• YOUR INSTRUCTIONS
Scan the records beneath this line for the line holding "the portal's markup." and the line holding "its exact shape", then transcribe exactly those two and all lines between.

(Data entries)
════════════════
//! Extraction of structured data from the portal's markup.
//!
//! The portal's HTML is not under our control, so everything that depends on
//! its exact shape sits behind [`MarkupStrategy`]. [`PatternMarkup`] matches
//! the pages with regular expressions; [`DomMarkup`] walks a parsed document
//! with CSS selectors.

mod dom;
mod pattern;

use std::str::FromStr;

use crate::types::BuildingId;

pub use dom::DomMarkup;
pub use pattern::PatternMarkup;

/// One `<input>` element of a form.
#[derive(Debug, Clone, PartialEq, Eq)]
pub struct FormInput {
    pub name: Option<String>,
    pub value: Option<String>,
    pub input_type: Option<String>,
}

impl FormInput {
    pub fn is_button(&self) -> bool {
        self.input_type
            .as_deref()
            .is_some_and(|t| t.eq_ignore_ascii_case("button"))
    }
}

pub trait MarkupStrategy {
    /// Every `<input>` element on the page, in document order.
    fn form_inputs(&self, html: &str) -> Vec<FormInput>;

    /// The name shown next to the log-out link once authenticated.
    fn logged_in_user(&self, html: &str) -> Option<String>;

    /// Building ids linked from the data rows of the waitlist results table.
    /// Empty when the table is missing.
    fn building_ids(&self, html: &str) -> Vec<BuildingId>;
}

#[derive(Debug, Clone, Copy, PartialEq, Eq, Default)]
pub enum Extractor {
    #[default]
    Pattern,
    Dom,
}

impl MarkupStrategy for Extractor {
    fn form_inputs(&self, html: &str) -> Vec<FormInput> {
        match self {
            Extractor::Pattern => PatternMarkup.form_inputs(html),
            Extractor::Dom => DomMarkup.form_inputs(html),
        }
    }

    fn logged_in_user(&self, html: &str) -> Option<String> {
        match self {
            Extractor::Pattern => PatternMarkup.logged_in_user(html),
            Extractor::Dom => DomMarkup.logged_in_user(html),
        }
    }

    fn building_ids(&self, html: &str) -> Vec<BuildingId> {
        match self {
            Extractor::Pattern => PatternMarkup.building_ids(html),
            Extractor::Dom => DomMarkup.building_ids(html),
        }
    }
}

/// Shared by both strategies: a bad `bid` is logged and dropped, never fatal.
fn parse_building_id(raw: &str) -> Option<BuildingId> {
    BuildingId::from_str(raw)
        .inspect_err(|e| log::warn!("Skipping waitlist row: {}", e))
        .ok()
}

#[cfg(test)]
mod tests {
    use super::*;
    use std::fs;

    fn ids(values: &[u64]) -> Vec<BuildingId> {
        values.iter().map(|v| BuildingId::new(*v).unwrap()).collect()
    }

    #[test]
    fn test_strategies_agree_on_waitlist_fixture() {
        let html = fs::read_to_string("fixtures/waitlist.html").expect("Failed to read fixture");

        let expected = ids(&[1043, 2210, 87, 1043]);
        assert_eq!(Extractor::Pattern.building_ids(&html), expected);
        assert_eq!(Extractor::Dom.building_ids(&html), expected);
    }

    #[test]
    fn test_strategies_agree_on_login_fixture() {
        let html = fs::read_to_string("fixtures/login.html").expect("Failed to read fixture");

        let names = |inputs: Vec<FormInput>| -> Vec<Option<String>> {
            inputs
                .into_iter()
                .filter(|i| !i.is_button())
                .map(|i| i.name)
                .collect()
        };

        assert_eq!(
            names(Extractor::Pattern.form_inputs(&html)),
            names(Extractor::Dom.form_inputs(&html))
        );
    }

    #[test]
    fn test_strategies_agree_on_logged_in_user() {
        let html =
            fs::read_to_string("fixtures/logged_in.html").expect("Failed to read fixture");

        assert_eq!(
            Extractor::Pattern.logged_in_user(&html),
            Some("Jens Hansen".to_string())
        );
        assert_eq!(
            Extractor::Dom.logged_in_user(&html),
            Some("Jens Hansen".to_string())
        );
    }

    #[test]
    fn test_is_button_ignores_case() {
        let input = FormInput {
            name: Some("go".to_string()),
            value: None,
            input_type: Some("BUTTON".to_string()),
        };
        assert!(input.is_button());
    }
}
════════════════
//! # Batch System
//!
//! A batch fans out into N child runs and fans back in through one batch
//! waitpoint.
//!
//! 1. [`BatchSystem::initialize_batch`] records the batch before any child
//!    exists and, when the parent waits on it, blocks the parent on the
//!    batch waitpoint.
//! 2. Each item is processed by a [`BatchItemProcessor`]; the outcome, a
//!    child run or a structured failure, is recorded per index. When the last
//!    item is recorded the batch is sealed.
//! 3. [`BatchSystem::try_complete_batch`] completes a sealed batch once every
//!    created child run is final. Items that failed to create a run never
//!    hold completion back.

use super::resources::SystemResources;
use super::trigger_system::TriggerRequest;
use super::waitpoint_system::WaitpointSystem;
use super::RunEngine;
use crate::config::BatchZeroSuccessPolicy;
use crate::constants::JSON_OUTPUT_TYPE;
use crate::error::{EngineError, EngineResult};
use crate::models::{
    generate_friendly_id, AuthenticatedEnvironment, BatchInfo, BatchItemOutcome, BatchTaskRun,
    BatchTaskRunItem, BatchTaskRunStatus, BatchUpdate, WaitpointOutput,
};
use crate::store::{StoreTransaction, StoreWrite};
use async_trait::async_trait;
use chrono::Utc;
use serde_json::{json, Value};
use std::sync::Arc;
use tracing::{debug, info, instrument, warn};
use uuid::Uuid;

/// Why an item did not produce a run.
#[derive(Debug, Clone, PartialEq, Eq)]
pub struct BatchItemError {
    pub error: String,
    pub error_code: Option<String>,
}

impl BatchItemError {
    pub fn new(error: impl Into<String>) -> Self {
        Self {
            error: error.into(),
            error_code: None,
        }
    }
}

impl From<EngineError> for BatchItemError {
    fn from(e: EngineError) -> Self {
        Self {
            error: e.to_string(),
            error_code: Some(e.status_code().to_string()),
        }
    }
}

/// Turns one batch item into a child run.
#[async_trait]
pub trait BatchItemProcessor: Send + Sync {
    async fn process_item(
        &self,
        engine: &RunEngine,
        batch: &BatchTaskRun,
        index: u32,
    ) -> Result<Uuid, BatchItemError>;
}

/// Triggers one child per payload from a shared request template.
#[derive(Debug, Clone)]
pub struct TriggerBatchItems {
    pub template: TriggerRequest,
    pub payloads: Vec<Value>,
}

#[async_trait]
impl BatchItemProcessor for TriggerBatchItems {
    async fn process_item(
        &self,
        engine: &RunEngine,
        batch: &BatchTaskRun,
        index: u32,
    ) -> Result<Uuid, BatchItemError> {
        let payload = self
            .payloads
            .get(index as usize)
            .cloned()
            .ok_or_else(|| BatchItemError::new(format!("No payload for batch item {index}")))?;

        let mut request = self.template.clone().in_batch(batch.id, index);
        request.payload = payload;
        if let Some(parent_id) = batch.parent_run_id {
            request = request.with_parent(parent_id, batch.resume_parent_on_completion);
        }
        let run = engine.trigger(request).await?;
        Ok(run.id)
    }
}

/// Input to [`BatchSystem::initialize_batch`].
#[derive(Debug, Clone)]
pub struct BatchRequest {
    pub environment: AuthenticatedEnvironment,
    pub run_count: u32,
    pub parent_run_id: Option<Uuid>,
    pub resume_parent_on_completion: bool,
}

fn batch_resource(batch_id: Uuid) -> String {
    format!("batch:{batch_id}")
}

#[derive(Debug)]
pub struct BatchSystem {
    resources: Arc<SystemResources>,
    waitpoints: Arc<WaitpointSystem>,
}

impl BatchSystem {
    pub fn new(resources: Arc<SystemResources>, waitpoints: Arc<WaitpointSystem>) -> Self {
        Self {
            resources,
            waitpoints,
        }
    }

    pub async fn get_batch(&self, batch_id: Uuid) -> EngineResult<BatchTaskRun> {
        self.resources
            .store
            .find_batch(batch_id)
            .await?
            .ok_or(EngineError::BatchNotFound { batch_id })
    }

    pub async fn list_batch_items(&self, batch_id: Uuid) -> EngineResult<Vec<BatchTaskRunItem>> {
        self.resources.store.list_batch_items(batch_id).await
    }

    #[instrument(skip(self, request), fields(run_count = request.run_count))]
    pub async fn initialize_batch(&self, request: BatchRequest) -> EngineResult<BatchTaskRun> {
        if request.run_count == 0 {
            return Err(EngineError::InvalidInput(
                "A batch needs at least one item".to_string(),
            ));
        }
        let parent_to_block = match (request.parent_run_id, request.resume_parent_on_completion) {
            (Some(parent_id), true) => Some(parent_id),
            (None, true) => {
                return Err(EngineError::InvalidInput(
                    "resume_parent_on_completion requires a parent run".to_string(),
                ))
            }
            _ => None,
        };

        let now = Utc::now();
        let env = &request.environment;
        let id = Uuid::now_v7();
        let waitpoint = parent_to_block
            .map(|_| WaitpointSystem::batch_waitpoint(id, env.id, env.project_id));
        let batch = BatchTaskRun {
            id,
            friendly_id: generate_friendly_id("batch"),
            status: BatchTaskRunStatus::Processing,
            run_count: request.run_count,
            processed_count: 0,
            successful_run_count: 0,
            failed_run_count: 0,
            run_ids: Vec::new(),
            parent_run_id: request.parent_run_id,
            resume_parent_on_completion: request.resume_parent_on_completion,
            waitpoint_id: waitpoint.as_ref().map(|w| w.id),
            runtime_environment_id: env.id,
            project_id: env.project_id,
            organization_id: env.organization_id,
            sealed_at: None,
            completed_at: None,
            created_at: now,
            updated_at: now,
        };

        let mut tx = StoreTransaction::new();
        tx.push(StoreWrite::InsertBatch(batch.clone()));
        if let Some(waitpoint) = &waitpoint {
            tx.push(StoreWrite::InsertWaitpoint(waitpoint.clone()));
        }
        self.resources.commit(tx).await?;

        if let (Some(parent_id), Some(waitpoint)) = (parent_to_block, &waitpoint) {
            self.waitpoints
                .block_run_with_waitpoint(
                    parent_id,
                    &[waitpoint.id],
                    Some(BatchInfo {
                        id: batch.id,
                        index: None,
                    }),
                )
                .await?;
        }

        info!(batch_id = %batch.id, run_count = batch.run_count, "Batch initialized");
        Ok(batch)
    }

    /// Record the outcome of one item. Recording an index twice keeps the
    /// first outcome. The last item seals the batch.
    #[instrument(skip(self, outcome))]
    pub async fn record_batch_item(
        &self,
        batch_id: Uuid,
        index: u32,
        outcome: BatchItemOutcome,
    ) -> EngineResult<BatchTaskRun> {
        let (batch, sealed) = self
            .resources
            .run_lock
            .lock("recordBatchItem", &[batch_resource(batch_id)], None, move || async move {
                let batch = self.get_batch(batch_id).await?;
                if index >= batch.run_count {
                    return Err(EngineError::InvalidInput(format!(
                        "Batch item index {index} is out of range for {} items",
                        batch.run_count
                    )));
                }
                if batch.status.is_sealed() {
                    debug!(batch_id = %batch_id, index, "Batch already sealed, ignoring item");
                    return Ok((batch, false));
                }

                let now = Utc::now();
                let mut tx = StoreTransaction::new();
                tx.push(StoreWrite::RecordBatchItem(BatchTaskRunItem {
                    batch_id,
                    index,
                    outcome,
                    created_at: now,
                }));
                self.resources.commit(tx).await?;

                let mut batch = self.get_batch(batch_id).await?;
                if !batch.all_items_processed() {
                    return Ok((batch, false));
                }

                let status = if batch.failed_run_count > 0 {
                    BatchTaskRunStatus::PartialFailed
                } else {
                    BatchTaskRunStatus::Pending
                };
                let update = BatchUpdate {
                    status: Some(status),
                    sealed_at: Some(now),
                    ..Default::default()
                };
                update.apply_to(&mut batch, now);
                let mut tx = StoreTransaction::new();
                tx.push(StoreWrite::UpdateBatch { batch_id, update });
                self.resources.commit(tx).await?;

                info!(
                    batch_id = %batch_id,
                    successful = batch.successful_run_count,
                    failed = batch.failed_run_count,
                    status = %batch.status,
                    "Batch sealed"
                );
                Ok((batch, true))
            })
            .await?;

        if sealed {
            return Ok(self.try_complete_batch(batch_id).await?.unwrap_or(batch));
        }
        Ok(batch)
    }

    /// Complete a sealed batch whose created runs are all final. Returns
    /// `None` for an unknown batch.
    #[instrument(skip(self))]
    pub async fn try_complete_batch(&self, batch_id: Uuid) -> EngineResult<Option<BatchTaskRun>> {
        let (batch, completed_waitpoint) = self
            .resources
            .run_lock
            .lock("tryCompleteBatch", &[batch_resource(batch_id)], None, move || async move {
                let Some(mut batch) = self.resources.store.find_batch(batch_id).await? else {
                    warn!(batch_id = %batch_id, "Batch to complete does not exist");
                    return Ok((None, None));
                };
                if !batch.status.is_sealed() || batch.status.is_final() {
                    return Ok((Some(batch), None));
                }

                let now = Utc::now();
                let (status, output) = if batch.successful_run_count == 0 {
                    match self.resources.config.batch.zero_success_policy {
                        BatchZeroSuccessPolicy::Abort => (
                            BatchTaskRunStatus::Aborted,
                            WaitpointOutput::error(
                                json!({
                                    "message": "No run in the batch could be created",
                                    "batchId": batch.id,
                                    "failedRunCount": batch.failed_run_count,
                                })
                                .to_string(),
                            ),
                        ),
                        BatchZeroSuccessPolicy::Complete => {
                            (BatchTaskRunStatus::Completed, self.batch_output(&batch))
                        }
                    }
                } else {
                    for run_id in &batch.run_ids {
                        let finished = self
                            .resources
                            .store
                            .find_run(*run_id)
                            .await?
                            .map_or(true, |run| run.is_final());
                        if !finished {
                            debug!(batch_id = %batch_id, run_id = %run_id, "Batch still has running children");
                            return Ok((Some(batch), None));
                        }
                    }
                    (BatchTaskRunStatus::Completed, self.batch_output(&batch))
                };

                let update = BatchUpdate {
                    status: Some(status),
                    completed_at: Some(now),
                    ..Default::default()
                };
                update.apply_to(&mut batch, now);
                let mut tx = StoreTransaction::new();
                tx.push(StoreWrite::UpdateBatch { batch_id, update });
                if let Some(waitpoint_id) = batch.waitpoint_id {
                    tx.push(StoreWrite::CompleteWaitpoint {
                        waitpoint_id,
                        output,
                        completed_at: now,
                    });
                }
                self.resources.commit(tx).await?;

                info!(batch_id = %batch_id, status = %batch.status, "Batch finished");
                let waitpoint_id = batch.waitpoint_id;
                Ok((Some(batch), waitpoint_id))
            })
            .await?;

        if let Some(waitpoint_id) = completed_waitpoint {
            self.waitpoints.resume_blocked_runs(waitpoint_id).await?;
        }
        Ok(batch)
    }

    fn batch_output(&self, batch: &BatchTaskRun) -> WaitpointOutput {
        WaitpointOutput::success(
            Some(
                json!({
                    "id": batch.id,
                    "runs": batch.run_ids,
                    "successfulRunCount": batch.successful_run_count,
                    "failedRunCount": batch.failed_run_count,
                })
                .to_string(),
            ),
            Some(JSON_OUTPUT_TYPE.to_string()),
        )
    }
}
════════════════
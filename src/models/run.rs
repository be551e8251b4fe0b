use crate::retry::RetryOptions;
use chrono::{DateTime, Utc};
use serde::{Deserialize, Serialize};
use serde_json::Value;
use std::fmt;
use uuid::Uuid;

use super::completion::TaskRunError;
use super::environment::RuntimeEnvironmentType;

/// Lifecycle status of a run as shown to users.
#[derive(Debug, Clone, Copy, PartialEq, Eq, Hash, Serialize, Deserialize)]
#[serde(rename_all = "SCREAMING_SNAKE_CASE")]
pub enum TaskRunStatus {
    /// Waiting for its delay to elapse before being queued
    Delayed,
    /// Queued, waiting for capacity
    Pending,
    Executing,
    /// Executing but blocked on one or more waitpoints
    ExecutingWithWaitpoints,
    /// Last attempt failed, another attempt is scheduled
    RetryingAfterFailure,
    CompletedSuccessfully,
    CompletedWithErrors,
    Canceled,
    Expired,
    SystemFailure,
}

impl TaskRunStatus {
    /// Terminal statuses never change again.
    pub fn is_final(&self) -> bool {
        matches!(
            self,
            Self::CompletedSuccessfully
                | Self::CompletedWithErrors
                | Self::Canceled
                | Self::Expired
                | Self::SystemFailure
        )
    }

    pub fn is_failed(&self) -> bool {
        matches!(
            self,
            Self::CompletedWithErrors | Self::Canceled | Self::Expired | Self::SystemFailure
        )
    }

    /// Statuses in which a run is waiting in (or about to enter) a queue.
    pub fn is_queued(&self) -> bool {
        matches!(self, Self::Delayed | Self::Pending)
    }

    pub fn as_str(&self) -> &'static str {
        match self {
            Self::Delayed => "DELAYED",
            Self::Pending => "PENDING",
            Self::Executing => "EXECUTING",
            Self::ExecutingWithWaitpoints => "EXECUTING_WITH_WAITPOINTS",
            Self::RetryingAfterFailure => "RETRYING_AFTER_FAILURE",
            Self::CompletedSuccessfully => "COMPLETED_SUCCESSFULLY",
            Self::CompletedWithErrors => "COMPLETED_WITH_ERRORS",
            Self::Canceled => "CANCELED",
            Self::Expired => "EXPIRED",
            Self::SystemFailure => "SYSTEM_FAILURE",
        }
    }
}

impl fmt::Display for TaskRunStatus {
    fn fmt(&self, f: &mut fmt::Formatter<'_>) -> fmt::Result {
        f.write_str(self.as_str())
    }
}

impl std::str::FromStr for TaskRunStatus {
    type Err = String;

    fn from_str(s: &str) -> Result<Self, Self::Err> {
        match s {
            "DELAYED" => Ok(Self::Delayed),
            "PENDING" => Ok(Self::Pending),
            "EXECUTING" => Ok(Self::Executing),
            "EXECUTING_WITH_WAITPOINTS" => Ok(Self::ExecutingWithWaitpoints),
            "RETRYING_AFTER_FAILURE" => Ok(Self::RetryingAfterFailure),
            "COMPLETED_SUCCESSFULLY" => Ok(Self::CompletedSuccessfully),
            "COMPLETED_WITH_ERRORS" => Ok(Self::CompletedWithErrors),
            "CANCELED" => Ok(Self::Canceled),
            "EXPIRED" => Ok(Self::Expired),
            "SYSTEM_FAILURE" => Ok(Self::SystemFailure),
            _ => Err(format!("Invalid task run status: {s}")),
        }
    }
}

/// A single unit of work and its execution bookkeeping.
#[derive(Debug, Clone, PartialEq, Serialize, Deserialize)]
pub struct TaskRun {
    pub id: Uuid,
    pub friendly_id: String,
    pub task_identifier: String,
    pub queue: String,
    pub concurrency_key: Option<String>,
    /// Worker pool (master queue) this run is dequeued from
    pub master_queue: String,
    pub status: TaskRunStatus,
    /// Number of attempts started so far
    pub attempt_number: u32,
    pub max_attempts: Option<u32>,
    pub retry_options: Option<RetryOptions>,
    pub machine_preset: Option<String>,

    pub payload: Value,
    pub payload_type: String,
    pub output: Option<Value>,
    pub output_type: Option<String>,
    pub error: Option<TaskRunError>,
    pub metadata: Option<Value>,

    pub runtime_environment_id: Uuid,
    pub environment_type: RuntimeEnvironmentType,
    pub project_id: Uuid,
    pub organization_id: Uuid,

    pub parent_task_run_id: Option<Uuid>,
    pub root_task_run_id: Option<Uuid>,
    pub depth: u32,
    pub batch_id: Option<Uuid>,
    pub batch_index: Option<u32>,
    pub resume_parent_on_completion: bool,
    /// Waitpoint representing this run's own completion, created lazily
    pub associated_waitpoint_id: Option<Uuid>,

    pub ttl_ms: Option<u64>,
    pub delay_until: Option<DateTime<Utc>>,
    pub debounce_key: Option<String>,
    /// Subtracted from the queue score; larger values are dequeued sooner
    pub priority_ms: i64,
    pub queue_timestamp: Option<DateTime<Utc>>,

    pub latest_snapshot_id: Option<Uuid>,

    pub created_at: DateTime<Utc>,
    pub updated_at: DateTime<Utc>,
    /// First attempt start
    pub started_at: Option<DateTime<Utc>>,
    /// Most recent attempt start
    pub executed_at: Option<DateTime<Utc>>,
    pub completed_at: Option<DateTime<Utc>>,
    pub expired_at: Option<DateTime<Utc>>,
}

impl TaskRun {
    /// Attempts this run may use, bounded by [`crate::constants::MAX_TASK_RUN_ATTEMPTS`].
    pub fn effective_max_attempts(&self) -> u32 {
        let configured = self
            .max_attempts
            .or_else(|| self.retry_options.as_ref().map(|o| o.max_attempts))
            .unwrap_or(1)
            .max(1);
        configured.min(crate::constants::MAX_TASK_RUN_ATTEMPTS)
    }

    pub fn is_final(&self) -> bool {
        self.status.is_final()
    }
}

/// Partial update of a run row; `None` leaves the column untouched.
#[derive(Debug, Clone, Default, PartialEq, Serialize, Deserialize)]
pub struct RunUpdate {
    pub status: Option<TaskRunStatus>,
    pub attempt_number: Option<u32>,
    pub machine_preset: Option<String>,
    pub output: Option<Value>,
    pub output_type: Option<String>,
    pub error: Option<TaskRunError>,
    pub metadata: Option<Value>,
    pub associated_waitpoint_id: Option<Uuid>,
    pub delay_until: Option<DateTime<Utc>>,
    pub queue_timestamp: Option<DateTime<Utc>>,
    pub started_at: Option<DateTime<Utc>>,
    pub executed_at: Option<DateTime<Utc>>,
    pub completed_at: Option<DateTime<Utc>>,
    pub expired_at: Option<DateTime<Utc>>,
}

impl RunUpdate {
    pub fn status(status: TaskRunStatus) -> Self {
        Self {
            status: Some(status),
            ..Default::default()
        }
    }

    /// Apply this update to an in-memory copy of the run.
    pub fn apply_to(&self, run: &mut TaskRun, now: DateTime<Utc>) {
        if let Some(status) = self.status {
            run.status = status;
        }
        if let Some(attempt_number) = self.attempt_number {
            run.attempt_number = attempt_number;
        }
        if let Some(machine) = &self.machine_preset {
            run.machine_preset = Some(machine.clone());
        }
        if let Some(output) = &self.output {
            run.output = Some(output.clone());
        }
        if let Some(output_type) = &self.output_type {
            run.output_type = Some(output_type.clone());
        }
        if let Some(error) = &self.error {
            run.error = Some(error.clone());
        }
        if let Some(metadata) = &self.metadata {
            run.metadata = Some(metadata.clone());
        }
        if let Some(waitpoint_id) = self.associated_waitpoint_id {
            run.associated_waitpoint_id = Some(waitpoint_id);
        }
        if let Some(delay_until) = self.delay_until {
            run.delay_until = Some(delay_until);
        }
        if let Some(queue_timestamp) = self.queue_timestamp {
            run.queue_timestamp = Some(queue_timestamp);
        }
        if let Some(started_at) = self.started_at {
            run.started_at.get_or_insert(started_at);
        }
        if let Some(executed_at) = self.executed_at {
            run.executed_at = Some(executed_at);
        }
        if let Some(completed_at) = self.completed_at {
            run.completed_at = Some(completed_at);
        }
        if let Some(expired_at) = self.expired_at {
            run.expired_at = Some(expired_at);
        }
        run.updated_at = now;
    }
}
════════════════
• ANSWER TO THIS EXERCISE
//! Extraction of structured data from the portal's markup.
//!
//! The portal's HTML is not under our control, so everything that depends on
//! its exact shape sits behind [`MarkupStrategy`]. [`PatternMarkup`] matches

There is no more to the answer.